Stored data
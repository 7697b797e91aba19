use status_rail::{DebugInfo, StackFrame, StatusError, DEFAULT_STACK_DEPTH};

#[test]
fn stack_trace_starts_at_the_calling_function() {
    let err = StatusError::builder("shopify.debugging", "STACK").stack_trace().build();
    let frames = err.debug_info().map(DebugInfo::stack_frames).unwrap_or_default();

    assert!(!frames.is_empty());
    assert!(frames.len() <= DEFAULT_STACK_DEPTH);
    assert!(
        frames[0].function().contains("stack_trace_starts_at_the_calling_function"),
        "{:?}",
        frames[0]
    );
    assert!(frames.iter().all(|f| !f.function().starts_with("status_rail::")));
}

#[test]
fn stack_trace_depth_limits_frame_count() {
    let err = StatusError::builder("shopify.debugging", "STACK").stack_trace_depth(2).build();
    let frames = err.debug_info().map(DebugInfo::frames).unwrap_or_default();

    assert!(!frames.is_empty() && frames.len() <= 2);
}

#[inline(never)]
fn nested(depth: u32) -> StatusError {
    if depth == 0 {
        return StatusError::builder("shopify.debugging", "DEEP").stack_trace_depth(2).build();
    }
    std::hint::black_box(nested(depth - 1))
}

#[test]
fn shallow_capture_from_deep_recursion_keeps_innermost_frames() {
    let err = nested(200);
    let frames = err.debug_info().map(DebugInfo::frames).unwrap_or_default();

    assert_eq!(frames.len(), 2);
    assert!(frames[0].function().contains("nested"), "{:?}", frames[0]);
    assert!(!frames[0].file().is_empty(), "{:?}", frames[0]);
    assert!(frames[0].line() > 0, "{:?}", frames[0]);
}

#[test]
fn zero_depth_uses_the_default() {
    let err = StatusError::builder("shopify.debugging", "STACK").stack_trace_depth(0).build();
    let frames = err.debug_info().map(DebugInfo::frames).unwrap_or_default();

    assert!(!frames.is_empty() && frames.len() <= DEFAULT_STACK_DEPTH);
}

#[test]
fn detail_and_frames_are_set_independently() {
    let err = StatusError::builder("shopify.debugging", "STACK")
        .debug_detail("pool exhausted")
        .stack_trace_depth(4)
        .build();
    let debug = err.debug_info().unwrap();
    assert_eq!(debug.detail(), "pool exhausted");
    assert!(!debug.frames().is_empty());

    let err = StatusError::builder("shopify.debugging", "STACK")
        .stack_trace_depth(4)
        .debug_detail("pool exhausted")
        .build();
    let debug = err.debug_info().unwrap();
    assert_eq!(debug.detail(), "pool exhausted");
    assert!(!debug.frames().is_empty());
}

#[test]
fn stack_frames_returns_an_independent_copy() {
    let info = DebugInfo::new(vec![StackFrame::new("app::main", "src/main.rs", 3)], "");
    let mut copy = info.stack_frames();
    copy.clear();

    assert_eq!(info.frames().len(), 1);
    assert_eq!(info.stack_entries(), vec!["src/main.rs:3 app::main".to_owned()]);
}

#[test]
fn empty_debug_info_has_empty_collections() {
    let info = DebugInfo::with_detail("only detail");

    assert!(info.stack_frames().is_empty());
    assert!(info.stack_entries().is_empty());

    let err = StatusError::builder("svc", "DEBUG").debug_info(info).build();
    assert!(err.to_string().ends_with("\n\nonly detail"));
}
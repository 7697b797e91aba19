//! Reusable error families.
//!
//! An [`ErrorTemplate`] fixes the identity key and the shape shared by every
//! occurrence of one failure (code, message, visibility, help). It stamps new
//! [`StatusError`] values and classifies existing ones, but is not an error
//! itself.
//!
//! # Examples
//!
//! ```
//! use status_rail::{Code, ErrorTemplate, Visibility};
//!
//! let order_locked = ErrorTemplate::builder("shopify.orders", "ORDER_LOCKED")
//!     .code(Code::FailedPrecondition)
//!     .message("order is locked for editing")
//!     .visibility(Visibility::Public)
//!     .help_link("Order locking", "https://shopify.dev/docs/orders/locking")
//!     .build();
//!
//! let err = order_locked.new_error_with(|b| {
//!     b.metadata_value(Visibility::Public, "orderId", "42")
//!         .help_link("Status page", "https://status.shopify.com")
//! });
//!
//! assert_eq!(err.code(), Code::FailedPrecondition);
//! assert_eq!(err.help().map(|h| h.links().len()), Some(2));
//! assert!(order_locked.is(&err));
//! ```

use std::borrow::Cow;

use crate::traits::ErrorIdentity;
use crate::types::{Code, Help, HelpLink, StatusError, StatusErrorBuilder, Visibility};

/// Factory and identity predicate for one family of errors.
#[derive(Debug, Clone, PartialEq, Eq)]
pub struct ErrorTemplate {
    domain: Cow<'static, str>,
    reason: Cow<'static, str>,
    code: Code,
    message: String,
    visibility: Visibility,
    help: Option<Help>,
}

impl ErrorTemplate {
    /// Creates a template with [`Code::Unknown`], no message and
    /// [`Visibility::Internal`].
    pub fn new(domain: impl Into<Cow<'static, str>>, reason: impl Into<Cow<'static, str>>) -> Self {
        Self {
            domain: domain.into(),
            reason: reason.into(),
            code: Code::Unknown,
            message: String::new(),
            visibility: Visibility::Internal,
            help: None,
        }
    }

    /// Starts configuring a template.
    #[inline]
    pub fn builder(
        domain: impl Into<Cow<'static, str>>,
        reason: impl Into<Cow<'static, str>>,
    ) -> ErrorTemplateBuilder {
        ErrorTemplateBuilder { template: Self::new(domain, reason) }
    }

    #[inline]
    pub fn domain(&self) -> &str {
        &self.domain
    }

    #[inline]
    pub fn reason(&self) -> &str {
        &self.reason
    }

    #[inline]
    pub fn code(&self) -> Code {
        self.code
    }

    /// The configured default message; empty when none was set.
    #[inline]
    pub fn message(&self) -> &str {
        &self.message
    }

    #[inline]
    pub fn visibility(&self) -> Visibility {
        self.visibility
    }

    #[inline]
    pub fn help(&self) -> Option<&Help> {
        self.help.as_ref()
    }

    /// A [`StatusErrorBuilder`] preloaded with this template's baseline.
    ///
    /// Options applied afterwards override the baseline scalars and append to
    /// its help links.
    pub fn error_builder(&self) -> StatusErrorBuilder {
        let mut builder = StatusError::builder(self.domain.clone(), self.reason.clone())
            .code(self.code)
            .visibility(self.visibility);
        if !self.message.is_empty() {
            builder = builder.message(self.message.clone());
        }
        if let Some(help) = &self.help {
            builder = builder.help(help.clone());
        }
        builder
    }

    /// Stamps a new error carrying only the template baseline.
    #[inline]
    pub fn new_error(&self) -> StatusError {
        self.error_builder().build()
    }

    /// Stamps a new error, applying instance options after the baseline.
    #[inline]
    pub fn new_error_with<F>(&self, options: F) -> StatusError
    where
        F: FnOnce(StatusErrorBuilder) -> StatusErrorBuilder,
    {
        options(self.error_builder()).build()
    }

    /// Whether `error` itself is a [`StatusError`] of this family.
    ///
    /// Wrapping layers are not looked through; see [`crate::chain::find`].
    #[inline]
    pub fn is(&self, error: &(dyn std::error::Error + 'static)) -> bool {
        self.matches(error)
    }

    /// First error of this family along the `source()` chain of `error`.
    #[inline]
    pub fn find_in<'a>(&self, error: &'a (dyn std::error::Error + 'static)) -> Option<&'a StatusError> {
        crate::chain::find(error, self)
    }
}

impl ErrorIdentity for ErrorTemplate {
    #[inline]
    fn domain(&self) -> &str {
        &self.domain
    }

    #[inline]
    fn reason(&self) -> &str {
        &self.reason
    }
}

/// Configures an [`ErrorTemplate`].
#[must_use]
#[derive(Debug, Clone)]
pub struct ErrorTemplateBuilder {
    template: ErrorTemplate,
}

impl ErrorTemplateBuilder {
    #[inline]
    pub fn code(mut self, code: Code) -> Self {
        self.template.code = code;
        self
    }

    #[inline]
    pub fn message(mut self, message: impl Into<String>) -> Self {
        self.template.message = message.into();
        self
    }

    #[inline]
    pub fn visibility(mut self, visibility: Visibility) -> Self {
        self.template.visibility = visibility;
        self
    }

    /// Replaces all help links.
    #[inline]
    pub fn help(mut self, help: Help) -> Self {
        self.template.help = Some(help);
        self
    }

    /// Appends a help link.
    #[inline]
    pub fn help_link(mut self, description: impl Into<String>, url: impl Into<String>) -> Self {
        self.template.help.get_or_insert_with(Help::new).push(HelpLink::new(description, url));
        self
    }

    #[inline]
    pub fn build(self) -> ErrorTemplate {
        self.template
    }
}
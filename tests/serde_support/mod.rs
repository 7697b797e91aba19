use status_rail::{Code, Help, MetadataValue, StackFrame, Visibility};

#[test]
fn enums_use_canonical_names() {
    assert_eq!(serde_json::to_string(&Code::ResourceExhausted).unwrap(), "\"RESOURCE_EXHAUSTED\"");
    assert_eq!(serde_json::to_string(&Visibility::Public).unwrap(), "\"PUBLIC\"");
    assert_eq!(serde_json::from_str::<Code>("\"NOT_FOUND\"").unwrap(), Code::NotFound);
}

#[test]
fn field_types_deserialize_from_json() {
    let value: MetadataValue =
        serde_json::from_str(r#"{"value":"42","visibility":"PRIVATE"}"#).unwrap();
    assert_eq!(value, MetadataValue::private("42"));

    let help: Help = serde_json::from_str(
        r#"{"links":[{"description":"Status","url":"https://status.example.com"}]}"#,
    )
    .unwrap();
    assert_eq!(help.links()[0].url(), "https://status.example.com");

    let frame = StackFrame::new("app::main", "src/main.rs", 3);
    let json = serde_json::to_string(&frame).unwrap();
    assert_eq!(serde_json::from_str::<StackFrame>(&json).unwrap(), frame);
}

REQUIREMENT
Set down exactly the lines from the start of the records to the line with "fn nested(depth: u32)". Include that line, and add nothing more.

COMPLETED TASK
repository 7697b797e91aba19
use status_rail::{DebugInfo, StackFrame, StatusError, DEFAULT_STACK_DEPTH};

#[test]
fn stack_trace_starts_at_the_calling_function() {
    let err = StatusError::builder("shopify.debugging", "STACK").stack_trace().build();
    let frames = err.debug_info().map(DebugInfo::stack_frames).unwrap_or_default();

    assert!(!frames.is_empty());
    assert!(frames.len() <= DEFAULT_STACK_DEPTH);
    assert!(
        frames[0].function().contains("stack_trace_starts_at_the_calling_function"),
        "{:?}",
        frames[0]
    );
    assert!(frames.iter().all(|f| !f.function().starts_with("status_rail::")));
}

#[test]
fn stack_trace_depth_limits_frame_count() {
    let err = StatusError::builder("shopify.debugging", "STACK").stack_trace_depth(2).build();
    let frames = err.debug_info().map(DebugInfo::frames).unwrap_or_default();

    assert!(!frames.is_empty() && frames.len() <= 2);
}

#[inline(never)]
fn nested(depth: u32) -> StatusError {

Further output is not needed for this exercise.